#### [What to produce]
In the records below, tally the lines that contain the word "outgoing" and give only that number.

#### [Excerpted data]
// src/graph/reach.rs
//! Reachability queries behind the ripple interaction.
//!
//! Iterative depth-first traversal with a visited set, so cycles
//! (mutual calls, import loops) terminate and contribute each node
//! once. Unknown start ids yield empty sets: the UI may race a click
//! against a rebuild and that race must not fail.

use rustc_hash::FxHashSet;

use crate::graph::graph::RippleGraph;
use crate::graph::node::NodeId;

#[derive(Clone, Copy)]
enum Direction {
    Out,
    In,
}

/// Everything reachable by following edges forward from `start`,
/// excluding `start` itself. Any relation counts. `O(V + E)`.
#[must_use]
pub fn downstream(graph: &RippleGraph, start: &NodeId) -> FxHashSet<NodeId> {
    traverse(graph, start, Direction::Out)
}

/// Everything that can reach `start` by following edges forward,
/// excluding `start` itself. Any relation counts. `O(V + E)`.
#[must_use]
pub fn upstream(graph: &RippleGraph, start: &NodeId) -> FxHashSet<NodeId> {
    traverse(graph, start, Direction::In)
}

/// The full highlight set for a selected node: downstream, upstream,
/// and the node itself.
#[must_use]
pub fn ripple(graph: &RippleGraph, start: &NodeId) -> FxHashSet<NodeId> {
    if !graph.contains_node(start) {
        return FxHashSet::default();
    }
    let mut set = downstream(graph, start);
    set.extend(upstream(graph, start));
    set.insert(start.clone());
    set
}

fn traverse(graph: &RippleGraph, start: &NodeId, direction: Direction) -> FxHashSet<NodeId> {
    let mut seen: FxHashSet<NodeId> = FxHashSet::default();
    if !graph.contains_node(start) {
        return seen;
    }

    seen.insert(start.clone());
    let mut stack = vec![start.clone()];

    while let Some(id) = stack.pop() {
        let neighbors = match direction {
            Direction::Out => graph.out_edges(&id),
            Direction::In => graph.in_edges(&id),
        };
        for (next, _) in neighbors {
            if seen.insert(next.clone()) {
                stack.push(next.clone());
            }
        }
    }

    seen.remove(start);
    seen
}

--

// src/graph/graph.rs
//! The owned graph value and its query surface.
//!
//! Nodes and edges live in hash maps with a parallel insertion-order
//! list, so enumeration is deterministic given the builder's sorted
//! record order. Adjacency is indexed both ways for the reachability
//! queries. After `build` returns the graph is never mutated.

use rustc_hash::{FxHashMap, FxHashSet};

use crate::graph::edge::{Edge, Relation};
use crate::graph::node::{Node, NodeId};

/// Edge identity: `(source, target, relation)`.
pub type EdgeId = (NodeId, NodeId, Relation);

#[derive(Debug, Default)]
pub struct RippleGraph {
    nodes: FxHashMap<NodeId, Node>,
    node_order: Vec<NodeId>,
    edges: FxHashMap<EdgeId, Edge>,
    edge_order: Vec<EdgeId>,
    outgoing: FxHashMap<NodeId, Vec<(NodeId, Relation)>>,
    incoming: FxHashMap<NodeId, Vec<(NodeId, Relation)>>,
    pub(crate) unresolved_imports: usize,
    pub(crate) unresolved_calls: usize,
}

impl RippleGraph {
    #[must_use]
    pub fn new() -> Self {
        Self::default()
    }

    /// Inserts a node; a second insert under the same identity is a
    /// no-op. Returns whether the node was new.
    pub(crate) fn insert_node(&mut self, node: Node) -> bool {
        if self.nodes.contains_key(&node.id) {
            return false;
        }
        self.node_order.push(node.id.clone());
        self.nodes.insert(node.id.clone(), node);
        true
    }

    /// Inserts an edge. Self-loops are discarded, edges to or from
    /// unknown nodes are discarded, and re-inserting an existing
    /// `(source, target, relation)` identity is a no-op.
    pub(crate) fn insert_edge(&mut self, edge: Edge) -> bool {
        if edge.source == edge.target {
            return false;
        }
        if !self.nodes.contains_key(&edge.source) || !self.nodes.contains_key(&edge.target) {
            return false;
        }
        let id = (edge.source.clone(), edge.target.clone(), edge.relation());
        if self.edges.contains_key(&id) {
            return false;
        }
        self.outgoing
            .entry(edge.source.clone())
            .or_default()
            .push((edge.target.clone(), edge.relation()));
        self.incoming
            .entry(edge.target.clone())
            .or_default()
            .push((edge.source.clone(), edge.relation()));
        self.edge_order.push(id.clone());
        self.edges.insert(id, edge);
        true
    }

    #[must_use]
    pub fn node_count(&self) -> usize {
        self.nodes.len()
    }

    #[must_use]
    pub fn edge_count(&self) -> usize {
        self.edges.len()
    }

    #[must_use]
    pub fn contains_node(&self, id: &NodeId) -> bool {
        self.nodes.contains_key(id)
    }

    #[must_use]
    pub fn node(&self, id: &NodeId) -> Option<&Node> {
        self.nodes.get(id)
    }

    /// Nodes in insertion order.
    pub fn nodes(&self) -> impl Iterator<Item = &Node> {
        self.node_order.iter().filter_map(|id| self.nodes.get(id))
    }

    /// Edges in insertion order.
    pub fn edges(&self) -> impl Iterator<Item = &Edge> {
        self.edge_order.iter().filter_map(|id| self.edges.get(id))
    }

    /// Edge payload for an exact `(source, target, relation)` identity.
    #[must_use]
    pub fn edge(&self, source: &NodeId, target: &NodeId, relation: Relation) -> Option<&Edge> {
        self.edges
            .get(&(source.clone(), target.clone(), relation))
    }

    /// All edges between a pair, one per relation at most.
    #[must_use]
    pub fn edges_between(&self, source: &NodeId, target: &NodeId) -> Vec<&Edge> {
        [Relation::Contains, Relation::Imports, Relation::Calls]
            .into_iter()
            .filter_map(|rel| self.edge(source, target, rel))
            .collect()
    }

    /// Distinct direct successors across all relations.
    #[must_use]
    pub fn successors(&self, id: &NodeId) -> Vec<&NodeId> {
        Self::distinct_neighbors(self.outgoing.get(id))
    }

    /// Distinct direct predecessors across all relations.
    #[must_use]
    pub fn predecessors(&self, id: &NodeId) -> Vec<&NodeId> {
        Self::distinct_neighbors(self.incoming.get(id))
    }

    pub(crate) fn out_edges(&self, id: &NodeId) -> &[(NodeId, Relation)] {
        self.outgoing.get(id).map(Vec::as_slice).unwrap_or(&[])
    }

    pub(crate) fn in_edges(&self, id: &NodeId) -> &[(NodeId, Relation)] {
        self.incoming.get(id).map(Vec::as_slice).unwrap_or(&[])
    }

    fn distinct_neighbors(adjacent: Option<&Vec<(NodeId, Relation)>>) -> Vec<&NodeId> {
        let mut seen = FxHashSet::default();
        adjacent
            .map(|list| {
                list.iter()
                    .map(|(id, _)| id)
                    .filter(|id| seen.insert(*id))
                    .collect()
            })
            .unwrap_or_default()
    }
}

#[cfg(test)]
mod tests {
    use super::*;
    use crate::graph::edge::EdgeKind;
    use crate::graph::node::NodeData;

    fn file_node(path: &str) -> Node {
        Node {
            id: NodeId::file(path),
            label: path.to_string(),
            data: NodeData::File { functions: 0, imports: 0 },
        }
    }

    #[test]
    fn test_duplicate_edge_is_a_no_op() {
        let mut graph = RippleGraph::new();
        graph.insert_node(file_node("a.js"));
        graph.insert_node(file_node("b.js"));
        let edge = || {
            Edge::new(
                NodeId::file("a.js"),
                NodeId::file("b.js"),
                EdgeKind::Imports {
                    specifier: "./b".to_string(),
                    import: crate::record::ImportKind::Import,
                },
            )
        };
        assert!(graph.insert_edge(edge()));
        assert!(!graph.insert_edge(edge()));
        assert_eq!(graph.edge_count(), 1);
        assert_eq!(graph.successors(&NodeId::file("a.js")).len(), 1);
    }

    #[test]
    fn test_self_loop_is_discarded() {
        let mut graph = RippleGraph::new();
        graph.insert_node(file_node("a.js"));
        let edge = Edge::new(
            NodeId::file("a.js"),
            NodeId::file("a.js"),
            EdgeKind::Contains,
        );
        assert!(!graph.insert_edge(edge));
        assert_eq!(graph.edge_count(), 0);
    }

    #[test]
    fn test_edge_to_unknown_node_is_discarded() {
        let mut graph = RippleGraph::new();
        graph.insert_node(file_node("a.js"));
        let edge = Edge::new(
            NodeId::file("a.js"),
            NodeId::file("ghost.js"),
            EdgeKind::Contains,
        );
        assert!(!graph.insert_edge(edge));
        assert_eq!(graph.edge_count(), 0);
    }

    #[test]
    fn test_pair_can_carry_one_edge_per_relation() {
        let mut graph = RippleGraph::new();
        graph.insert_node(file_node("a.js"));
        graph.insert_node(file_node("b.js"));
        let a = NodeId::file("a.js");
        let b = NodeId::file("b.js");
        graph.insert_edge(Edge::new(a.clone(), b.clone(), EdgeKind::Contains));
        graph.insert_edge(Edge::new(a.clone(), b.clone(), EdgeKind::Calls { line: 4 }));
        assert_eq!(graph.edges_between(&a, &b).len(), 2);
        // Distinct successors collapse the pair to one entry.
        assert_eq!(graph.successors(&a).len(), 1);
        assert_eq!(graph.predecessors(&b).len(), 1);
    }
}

#### [Output of the exercise]
4